__Prompt__: Return the data in full, exactly as it was written.

__Supplied entries__:
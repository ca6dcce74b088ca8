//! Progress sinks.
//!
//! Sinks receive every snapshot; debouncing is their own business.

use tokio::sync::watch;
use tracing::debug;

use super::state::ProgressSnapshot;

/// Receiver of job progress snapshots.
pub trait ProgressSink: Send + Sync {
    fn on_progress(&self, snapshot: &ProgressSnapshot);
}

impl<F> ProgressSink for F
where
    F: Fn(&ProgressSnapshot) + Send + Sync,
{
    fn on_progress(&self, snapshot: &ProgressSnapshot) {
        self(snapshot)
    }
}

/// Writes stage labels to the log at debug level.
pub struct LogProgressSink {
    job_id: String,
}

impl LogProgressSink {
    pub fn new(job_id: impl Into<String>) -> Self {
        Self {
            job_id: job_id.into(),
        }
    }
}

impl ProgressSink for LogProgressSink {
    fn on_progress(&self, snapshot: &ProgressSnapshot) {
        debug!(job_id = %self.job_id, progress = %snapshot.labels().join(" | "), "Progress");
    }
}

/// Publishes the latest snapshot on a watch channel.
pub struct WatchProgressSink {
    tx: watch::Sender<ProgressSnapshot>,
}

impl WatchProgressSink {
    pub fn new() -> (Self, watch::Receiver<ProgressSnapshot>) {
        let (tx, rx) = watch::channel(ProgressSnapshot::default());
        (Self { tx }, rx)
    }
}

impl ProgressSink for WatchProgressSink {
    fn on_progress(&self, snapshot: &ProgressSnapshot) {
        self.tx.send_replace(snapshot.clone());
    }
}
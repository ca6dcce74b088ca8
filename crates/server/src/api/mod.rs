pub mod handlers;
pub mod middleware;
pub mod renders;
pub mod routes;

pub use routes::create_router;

__Written response__:
repository ca6dcce74b088ca8
//! Progress sinks.
//!
//! Sinks receive every snapshot; debouncing is their own business.

use tokio::sync::watch;
use tracing::debug;

use super::state::ProgressSnapshot;

/// Receiver of job progress snapshots.
pub trait ProgressSink: Send + Sync {
    fn on_progress(&self, snapshot: &ProgressSnapshot);
}

impl<F> ProgressSink for F
where
    F: Fn(&ProgressSnapshot) + Send + Sync,
{
    fn on_progress(&self, snapshot: &ProgressSnapshot) {
        self(snapshot)
    }
}

/// Writes stage labels to the log at debug level.
pub struct LogProgressSink {
    job_id: String,
}

impl LogProgressSink {
    pub fn new(job_id: impl Into<String>) -> Self {
        Self {
            job_id: job_id.into(),
        }
    }
}

impl ProgressSink for LogProgressSink {
    fn on_progress(&self, snapshot: &ProgressSnapshot) {
        debug!(job_id = %self.job_id, progress = %snapshot.labels().join(" | "), "Progress");
    }
}

/// Publishes the latest snapshot on a watch channel.
pub struct WatchProgressSink {
    tx: watch::Sender<ProgressSnapshot>,
}

impl WatchProgressSink {
    pub fn new() -> (Self, watch::Receiver<ProgressSnapshot>) {
        let (tx, rx) = watch::channel(ProgressSnapshot::default());
        (Self { tx }, rx)
    }
}

impl ProgressSink for WatchProgressSink {
    fn on_progress(&self, snapshot: &ProgressSnapshot) {
        self.tx.send_replace(snapshot.clone());
    }
}
repository ca6dcce74b088ca8
filename crates/server/src/api/mod.rs
pub mod handlers;
pub mod middleware;
pub mod renders;
pub mod routes;

pub use routes::create_router;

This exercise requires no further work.